Namun, Ivan menyebut perlu diadakan penelitian secara ilmiah terlebih dahulu untuk dapat memastikan faktor-faktor di balik fenomena percampuran bahasa yang terjadi pada fenomena "Anak Jaksel" ini.
Penguasaan bahasa orang Eropa
Penulis buku Xenoglosofilia: Kenapa Harus Nginggris? (2018) ini mengisahkan beberapa temannya yang berasal dari benua Eropa.
Wilayah daratan yang mereka tinggali menyebabkan jarak antarnegara terletak berdekatan, sehingga masing-masing orang biasa menguasai lebih dari satu bahasa.
"Ya karena mereka berdekatan, umumnya menguasai lebih dari satu bahasa. Bahasa Inggris, Jerman, Belanda, Perancis," ujar Ivan.

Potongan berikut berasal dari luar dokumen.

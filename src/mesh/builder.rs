//! Mesh construction utilities.
//!
//! Converts between [`Mesh`] and plain face-vertex lists, the form used by
//! the mesh file formats.

use nalgebra::Point3;

use super::index::NodeId;
use super::trimesh::Mesh;
use crate::error::{MeshError, Result};

/// Build a mesh from vertices and triangle faces.
///
/// Node `i` of the result sits at `vertices[i]`, and faces are inserted in
/// order through [`Mesh::add_face`].
///
/// # Example
/// ```
/// use affine_motion::mesh::build_from_triangles;
/// use nalgebra::Point3;
///
/// let vertices = vec![
///     Point3::new(0.0, 0.0, 0.0),
///     Point3::new(1.0, 0.0, 0.0),
///     Point3::new(0.5, 1.0, 0.0),
/// ];
/// let faces = vec![[0, 1, 2]];
///
/// let mesh = build_from_triangles(&vertices, &faces).unwrap();
/// assert_eq!(mesh.num_nodes(), 3);
/// assert_eq!(mesh.num_active_faces(), 1);
/// ```
pub fn build_from_triangles(vertices: &[Point3<f64>], faces: &[[usize; 3]]) -> Result<Mesh> {
    for (fi, face) in faces.iter().enumerate() {
        for &vi in face {
            if vi >= vertices.len() {
                return Err(MeshError::InvalidVertexIndex { face: fi, vertex: vi });
            }
        }
    }

    let mut mesh = Mesh::with_capacity(vertices.len(), faces.len());
    for &pos in vertices {
        mesh.add_node(pos);
    }
    for face in faces {
        mesh.add_face([NodeId::new(face[0]), NodeId::new(face[1]), NodeId::new(face[2])])?;
    }

    mesh.update_bounds();
    Ok(mesh)
}

/// Dense 0-based indices for the nodes used by active faces, in node id order.
///
/// Entry `i` is `None` when node `i` is not used by any active face.
pub fn compaction_map(mesh: &Mesh) -> Vec<Option<usize>> {
    let mut used = vec![false; mesh.num_nodes()];
    for (_, face) in mesh.active_faces() {
        for n in face.nodes {
            used[n.index()] = true;
        }
    }

    let mut next = 0;
    used.into_iter()
        .map(|u| {
            u.then(|| {
                next += 1;
                next - 1
            })
        })
        .collect()
}

/// Convert the active part of a mesh to a face-vertex representation.
///
/// Only nodes used by active faces are emitted, in node id order, so the
/// output is the same for the same mesh state.
pub fn to_face_vertex(mesh: &Mesh) -> (Vec<Point3<f64>>, Vec<[usize; 3]>) {
    let (vertices, faces, _) = to_face_vertex_with_map(mesh);
    (vertices, faces)
}

pub(crate) fn to_face_vertex_with_map(
    mesh: &Mesh,
) -> (Vec<Point3<f64>>, Vec<[usize; 3]>, Vec<Option<usize>>) {
    let map = compaction_map(mesh);

    let vertices: Vec<Point3<f64>> = mesh
        .node_ids()
        .filter(|n| map[n.index()].is_some())
        .map(|n| *mesh.position(n))
        .collect();

    // Every corner of an active face is in the map by construction.
    let faces: Vec<[usize; 3]> = mesh
        .active_faces()
        .map(|(_, f)| f.nodes.map(|n| map[n.index()].unwrap_or_default()))
        .collect();

    (vertices, faces, map)
}

#[cfg(test)]
mod tests {
    use super::*;
    use crate::mesh::FaceId;
    use crate::mesh::tests::quad_pair;

    #[test]
    fn test_invalid_index() {
        let vertices = vec![Point3::origin(); 3];
        let err = build_from_triangles(&vertices, &[[0, 1, 2], [0, 1, 5]]).unwrap_err();
        assert!(matches!(err, MeshError::InvalidVertexIndex { face: 1, vertex: 5 }));
    }

    #[test]
    fn test_degenerate_input() {
        let vertices = vec![
            Point3::new(0.0, 0.0, 0.0),
            Point3::new(1.0, 0.0, 0.0),
            Point3::new(0.0, 1.0, 0.0),
        ];
        let err = build_from_triangles(&vertices, &[[0, 1, 1]]).unwrap_err();
        assert!(matches!(err, MeshError::DegenerateFace { .. }));
    }

    #[test]
    fn test_empty_face_list() {
        let vertices = vec![Point3::new(1.0, 2.0, 3.0)];
        let mesh = build_from_triangles(&vertices, &[]).unwrap();
        assert_eq!(mesh.num_nodes(), 1);
        assert_eq!(mesh.num_faces(), 0);
    }

    #[test]
    fn test_to_face_vertex_skips_unused_nodes() {
        let mut mesh = quad_pair();
        mesh.remove(FaceId::new(1)).unwrap();

        let (vertices, faces) = to_face_vertex(&mesh);
        assert_eq!(vertices.len(), 3);
        assert_eq!(faces, vec![[0, 1, 2]]);
        assert_eq!(compaction_map(&mesh), vec![Some(0), Some(1), Some(2), None]);
    }

    #[test]
    fn test_roundtrip_through_face_vertex() {
        let mesh = quad_pair();
        let (vertices, faces) = to_face_vertex(&mesh);
        let rebuilt = build_from_triangles(&vertices, &faces).unwrap();

        assert_eq!(rebuilt.num_edges(), mesh.num_edges());
        for n in mesh.node_ids() {
            assert_eq!(rebuilt.position(n), mesh.position(n));
        }
    }
}
use super::*;
use crate::data::load_category;
use std::time::Instant;

impl TestApp {
    /// Arranca la sesión: carga el banco de la categoría elegida y valida
    /// nombre + banco. Si algo falla, el aviso se queda en la pantalla de
    /// bienvenida y no se cambia de estado.
    pub fn empezar_test(&mut self) {
        let questions = match load_category(&self.questions_dir, self.category) {
            Ok(qs) => qs,
            Err(err) => {
                log::warn!("no se pudo cargar el banco: {err}");
                self.message = format!("⚠ {err}");
                return;
            }
        };

        match Session::start(&self.username_input, self.category, questions) {
            Ok(session) => {
                log::info!(
                    "sesión iniciada: {} / {} ({} preguntas, {} s)",
                    session.username,
                    session.category.label(),
                    session.question_count(),
                    session.total_time_secs()
                );
                self.timer = Some(SessionTimer::new(session.total_time_secs()));
                self.last_tick = Some(Instant::now());
                self.session = Some(session);
                self.result = None;
                self.saved_to = None;
                self.message.clear();
                self.state = AppState::Quiz;
            }
            Err(err) => {
                self.message = format!("⚠ {err}");
            }
        }
    }

    /// La UI comunica el índice marcado; la sesión guarda el texto
    pub fn elegir_opcion(&mut self, option: &str) {
        if let Some(session) = &mut self.session {
            session.select(option);
            self.message.clear();
        }
    }
}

• Info Pendaftaran CPNS 2018: Syarat dan Berkas untuk Formasi Khusus Papua/Papua Barat
Namun, hal tersebut tidak menjadikan mereka kesulitan untuk membedakan tiap-tiiap kosakata dalam masing-masing bahasa.
"Orang yang bisa berbagai bahasa itu akan berbicara dengan temannya yang bisa bahasa Inggris dengan bahasa Inggris, bicara dengan temannya yang berbahasa Jerman, dengan bahasa Jerman," ucap Ivan.
"Mereka bisa memilah mana yang bahasa Jerman, dan mana yang bahasa Inggris. Satu kalimat satu bahasa, bisa enggak masalah, enggak dicampur-campur," kata dia.
Pada akhirnya, kemampuan menggunakan bahasa yang baik dan benar, menurut Ivan, didasarkan pada kemauan masing-masing indiividu.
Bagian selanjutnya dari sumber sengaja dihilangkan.